Insufficient hazardous waste incinerators impede UK industrial growth
Jun 29 2023
A critical shortage of hazardous waste incinerators in the UK is placing significant strain on businesses and has the potential to impede the country's economic growth. Phil Manley, representing prominent waste management company CSG, warns that if European nations refuse to accept the UK's hazardous waste, it could bring British industries to a grinding halt.
Currently, the UK only possesses two major hazardous waste incinerators, located in Southampton and Ellesmere Port, which were established approximately 50 years ago. However, due to high demand, the waiting lists for both facilities are extensive. Consequently, many businesses resort to shipping their hazardous waste abroad, primarily to countries like the Netherlands, Germany, Spain, and France.
While exporting waste to Europe may serve as a temporary solution, Phil highlights the precarious position it places British businesses in. He explains that although it is currently legal and acceptable for other countries to receive the waste and convert it into energy, the practice is not sustainable in the long term. Phil expresses concern that the UK relies on the willingness of other governments to accept its hazardous waste. If this support were to cease abruptly, a significant portion of UK industry would be severely impacted, resulting in a precarious situation for the country.
The primary obstacle hindering the construction of much-needed hazardous waste incinerators is public perception. Phil notes the strong resistance within the UK population to incinerators that convert hazardous waste into energy. Despite stringent emissions controls and high standards, obtaining planning permission and environmental permits is challenging due to public opposition. Businesses hesitate to invest £200 million in an incinerator if they are uncertain about receiving the necessary permits.
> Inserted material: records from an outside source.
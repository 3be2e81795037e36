//! The abstract OS collaborator that the region classifier (P1) and the
//! process stream (P2) are built against.
//!
//! No real Windows FFI bindings live in this repository; production use
//! requires an implementation backed by `ReadProcessMemory`,
//! `VirtualQueryEx`, `NtQuerySystemInformation`, and friends. Tests use
//! `region::tests::FakeOsInterface`, a deterministic in-memory double.

use crate::error::ScanOutcome;
use crate::process::Kind;

pub type Address = u64;

#[derive(Debug, Clone, Copy, PartialEq, Eq)]
pub enum RegionState {
    Committed,
    Reserved,
    Free,
}

#[derive(Debug, Clone, Copy, PartialEq, Eq)]
pub enum RegionType {
    Private,
    Mapped,
    Image,
}

#[derive(Debug, Clone, Copy, PartialEq, Eq, Default)]
pub struct Protection {
    pub readable: bool,
    pub writable: bool,
    pub executable: bool,
    pub guard: bool,
    pub no_access: bool,
}

/// One region as reported directly by the OS query, before classification.
#[derive(Debug, Clone)]
pub struct RawRegion {
    pub base: Address,
    pub size: u64,
    pub protection: Protection,
    pub state: RegionState,
    pub region_type: RegionType,
    pub allocation_base: Address,
}

impl RawRegion {
    pub fn end(&self) -> Address {
        self.base + self.size
    }

    pub fn contains(&self, addr: Address) -> bool {
        addr >= self.base && addr < self.end()
    }
}

#[derive(Debug, Clone, Copy, PartialEq, Eq)]
pub struct ThreadInfo {
    pub thread_id: u32,
    pub teb_address: Address,
    pub stack_base: Address,
    pub stack_limit: Address,
}

#[derive(Debug, Clone, PartialEq, Eq)]
pub struct HeapInfo {
    pub heap_id: u64,
    pub base: Address,
    pub size: u64,
    pub is_segment_heap: bool,
}

/// Header fields of a `HEAP_SEGMENT` as read from a region's base.
#[derive(Debug, Clone, Copy, PartialEq, Eq)]
pub struct HeapSegmentHeader {
    pub signature: u32,
    pub heap_base: Address,
}

pub const HEAP_SEGMENT_SIGNATURE: u32 = 0xFFEE_FFEE;
pub const ACTIVATION_CONTEXT_MAGIC: u32 = 0x4163_7478; // 'xtcA'

/// Collaborator abstraction for everything the classifier and the
/// process stream need from a live (or faked) target process.
pub trait ProcessOsInterface {
    fn open(&mut self, pid: u32) -> ScanOutcome<()>;
    fn close(&mut self);

    fn executable_path(&self) -> Option<String>;

    fn list_regions(&self) -> Vec<RawRegion>;
    fn list_threads(&self) -> Vec<ThreadInfo>;
    fn list_heaps(&self) -> Vec<HeapInfo>;

    /// PEB addresses present in this process (one entry per bitness: a
    /// WOW64 process has both a 32- and a 64-bit PEB).
    fn peb_addresses(&self) -> Vec<Address>;

    fn user_shared_data_address(&self) -> Option<Address>;
    fn hypervisor_shared_data_address(&self) -> Option<Address>;

    /// Fixed-address system pages the PEB pass marks directly, paired
    /// with the `Kind` each one receives.
    fn well_known_addresses(&self) -> Vec<(Address, Kind)>;

    fn mapped_file_name(&self, allocation_base: Address) -> Option<String>;

    fn heap_segment_header(&self, base: Address) -> Option<HeapSegmentHeader>;
    fn activation_context_magic(&self, base: Address) -> Option<u32>;

    /// Reads up to `buf.len()` bytes starting at `addr`, returning the
    /// number of bytes actually copied. Short reads (partial copy,
    /// no access) are a normal return value, never an error.
    fn read_memory(&self, addr: Address, buf: &mut [u8]) -> usize;
}
//! A byte source the orchestrator drives: either a file or a live
//! process's classified memory, behind one small trait.

use std::fs::File;
use std::io::{Read, Seek, SeekFrom};
use std::path::Path;

use crate::error::{ScanError, ScanOutcome};
use crate::process::{classify, Kind as RegionKind, ProcessOsInterface, ProcessStream};

/// Provenance the sink attaches to results from a process source.
#[derive(Debug, Clone)]
pub struct ProcessContext {
    pub pid: u32,
    pub executable_path: Option<String>,
}

pub trait Source {
    fn name(&self) -> &str;
    fn len(&self) -> u64;
    fn read_at(&mut self, offset: u64, buf: &mut [u8]) -> ScanOutcome<usize>;

    /// `None` for file sources; `Some` for process sources, supplying
    /// the provenance the sink attaches to each emitted result, plus
    /// the region a given in-stream offset falls in.
    fn process_context(&self) -> Option<&ProcessContext> {
        None
    }

    fn region_kind_at(&self, _stream_offset: u64) -> Option<(RegionKind, Option<String>)> {
        None
    }
}

pub struct FileSource {
    name: String,
    file: File,
    length: u64,
}

impl FileSource {
    pub fn open(path: &Path) -> ScanOutcome<Self> {
        let file = File::open(path).map_err(|cause| ScanError::SourceOpen {
            source_name: path.display().to_string(),
            cause,
        })?;
        let length = file
            .metadata()
            .map_err(|cause| ScanError::SourceOpen {
                source_name: path.display().to_string(),
                cause,
            })?
            .len();
        Ok(Self {
            name: path.display().to_string(),
            file,
            length,
        })
    }
}

impl Source for FileSource {
    fn name(&self) -> &str {
        &self.name
    }

    fn len(&self) -> u64 {
        self.length
    }

    fn read_at(&mut self, offset: u64, buf: &mut [u8]) -> ScanOutcome<usize> {
        self.file
            .seek(SeekFrom::Start(offset))
            .map_err(|cause| {
                tracing::error!(source = %self.name, offset, %cause, "seek failed");
                ScanError::OsRead {
                    source_name: self.name.clone(),
                    cause,
                }
            })?;
        self.file.read(buf).map_err(|cause| {
            tracing::error!(source = %self.name, offset, %cause, "read failed");
            ScanError::OsRead {
                source_name: self.name.clone(),
                cause,
            }
        })
    }
}

/// A process source owns its OS handle (via `os`) and its classified
/// region list for the lifetime of the scan; closing releases both.
pub struct ProcessSource<O: ProcessOsInterface> {
    name: String,
    os: O,
    stream_regions_len: u64,
    stream: OwnedProcessStream<O>,
    context: ProcessContext,
}

/// `ProcessStream` borrows its `&dyn ProcessOsInterface`; this wrapper
/// keeps the owning `O` alive alongside it so `ProcessSource` can be a
/// single self-contained value.
struct OwnedProcessStream<O: ProcessOsInterface> {
    regions: Vec<crate::process::MemoryRegion>,
    mask: Vec<RegionKind>,
    position: u64,
    _marker: std::marker::PhantomData<O>,
}

impl<O: ProcessOsInterface> ProcessSource<O> {
    pub fn open(mut os: O, pid: u32, region_mask: Vec<RegionKind>) -> ScanOutcome<Self> {
        os.open(pid).map_err(|e| match e {
            ScanError::SourceOpen { cause, .. } => ScanError::SourceOpen {
                source_name: format!("pid:{pid}"),
                cause,
            },
            other => other,
        })?;
        let executable_path = os.executable_path();
        let regions = classify(&os);
        let stream_regions_len = {
            let stream = ProcessStream::new(&os, regions.clone(), &region_mask);
            stream.len()
        };
        Ok(Self {
            name: format!("pid:{pid}"),
            os,
            stream_regions_len,
            stream: OwnedProcessStream {
                regions,
                mask: region_mask,
                position: 0,
                _marker: std::marker::PhantomData,
            },
            context: ProcessContext {
                pid,
                executable_path,
            },
        })
    }
}

impl<O: ProcessOsInterface> Source for ProcessSource<O> {
    fn name(&self) -> &str {
        &self.name
    }

    fn len(&self) -> u64 {
        self.stream_regions_len
    }

    fn read_at(&mut self, offset: u64, buf: &mut [u8]) -> ScanOutcome<usize> {
        let mut live = ProcessStream::new(&self.os, self.stream.regions.clone(), &self.stream.mask);
        live.seek(offset);
        let n = live.read(buf);
        self.stream.position = offset + n as u64;
        Ok(n)
    }

    fn process_context(&self) -> Option<&ProcessContext> {
        Some(&self.context)
    }

    fn region_kind_at(&self, stream_offset: u64) -> Option<(RegionKind, Option<String>)> {
        let live = ProcessStream::new(&self.os, self.stream.regions.clone(), &self.stream.mask);
        live.region_at(stream_offset)
            .map(|r| (r.kind, r.mapped_file.clone()))
    }
}

impl<O: ProcessOsInterface> Drop for ProcessSource<O> {
    fn drop(&mut self) {
        self.os.close();
    }
}

#[cfg(test)]
mod tests {
    use super::*;
    use crate::process::region::tests::FakeOsInterface;
    use crate::process::RegionType;

    #[test]
    fn process_source_reads_through_classified_regions() {
        let mut os = FakeOsInterface::default();
        os.regions = vec![crate::process::RawRegion {
            base: 0x1000,
            size: 16,
            protection: crate::process::Protection {
                readable: true,
                writable: false,
                executable: false,
                guard: false,
                no_access: false,
            },
            state: crate::process::RegionState::Committed,
            region_type: RegionType::Private,
            allocation_base: 0x1000,
        }];
        os.memory.insert(0x1000, b"hello process!!!".to_vec());

        let mut source =
            ProcessSource::open(os, 1234, vec![RegionKind::PrivateData]).unwrap();
        assert_eq!(source.len(), 16);
        assert_eq!(source.process_context().unwrap().pid, 1234);

        let mut buf = [0u8; 5];
        let n = source.read_at(0, &mut buf).unwrap();
        assert_eq!(n, 5);
        assert_eq!(&buf, b"hello");
    }

    #[test]
    fn region_mask_excludes_unselected_regions_from_length() {
        let mut os = FakeOsInterface::default();
        os.regions = vec![
            crate::process::RawRegion {
                base: 0x1000,
                size: 16,
                protection: crate::process::Protection {
                    readable: true,
                    writable: false,
                    executable: false,
                    guard: false,
                    no_access: false,
                },
                state: crate::process::RegionState::Committed,
                region_type: RegionType::Private,
                allocation_base: 0x1000,
            },
        ];

        let source = ProcessSource::open(os, 1, vec![RegionKind::Stack]).unwrap();
        assert_eq!(source.len(), 0);
    }
}
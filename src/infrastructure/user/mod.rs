//! User infrastructure module
//!
//! This module provides implementations for user registration, including
//! password hashing with bcrypt, the in-memory store, and the user service.

mod password;
mod repository;
mod service;

pub use password::{
    BcryptHasher, PasswordHasher, DEFAULT_HASH_COST, MAX_HASH_COST, MIN_HASH_COST,
};
pub use repository::InMemoryUserStore;
pub use service::{
    RegistrationSettings, UserService, DEFAULT_TOKEN_TTL_MINUTES, MAX_TOKEN_TTL_MINUTES,
};

#[cfg(test)]
pub use password::MockPasswordHasher;
//! API middleware components

pub mod logging;

pub use logging::logging_middleware;
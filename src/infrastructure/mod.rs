//! Infrastructure layer - Collaborator implementations

pub mod auth;
pub mod logging;
pub mod user;
//! Domain layer - Core business logic and entities

pub mod error;
pub mod user;

pub use error::DomainError;
pub use user::{RegisteredUser, RegistrationRequest, UserRecord, UserStore};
Shipping hazardous waste overseas adds unnecessary costs to UK businesses that could be avoided if adequate facilities were available domestically. These additional expenses make it difficult for UK manufacturers to compete in terms of cost with other countries that possess their own hazardous waste incinerators. Consequently, the UK's limited waste disposal capacity becomes a hindrance to the desired growth of the economy, particularly in the manufacturing sector.
One potential option for UK businesses is to extract the hazardous elements from expired or defective products, thereby reducing the amount of waste requiring shipment abroad and freeing up some capacity. CSG has assisted companies in this process by manually deconstructing items into recyclable parts, such as separating an electric toothbrush into its various components for separate recycling.
The impact of the coronavirus pandemic has led to a significant influx of hand gel waste, which CSG manages by separating the liquid gel from its container. The packaging is recycled within the UK, while the gel itself is blended for fuel or solvent reclamation as an alternative to incineration. Phil emphasizes the importance of exploring new methods to separate materials for reuse instead of resorting to incineration. However, for many waste streams, waste-to-energy incineration remains the only viable option.
Manufacturers must prioritise designing products that are easily manageable after use. For instance, hand gel packaging often comprises two different types of plastic that are challenging to separate. With pressure from the government and consumers to minimize landfill waste, manufacturers may face limited options unless action is taken to address the lack of energy-from-waste capacity for industrial waste.
CSG's comprehensive ADR transportation network enables efficient nationwide collection and transportation of drums, packages, bulk liquids, and intermediate bulk containers. Their strategically positioned waste transfer, treatment, and recovery centers across the UK ensure safe and compliant handling of waste, while their team of consultants work collaboratively to develop innovative and cost-effective solutions.
In conclusion, the scarcity of hazardous waste incinerators in the UK is hampering industrial growth. To ensure sustainable and competitive operations, it is crucial to address the limitations on waste disposal capacity.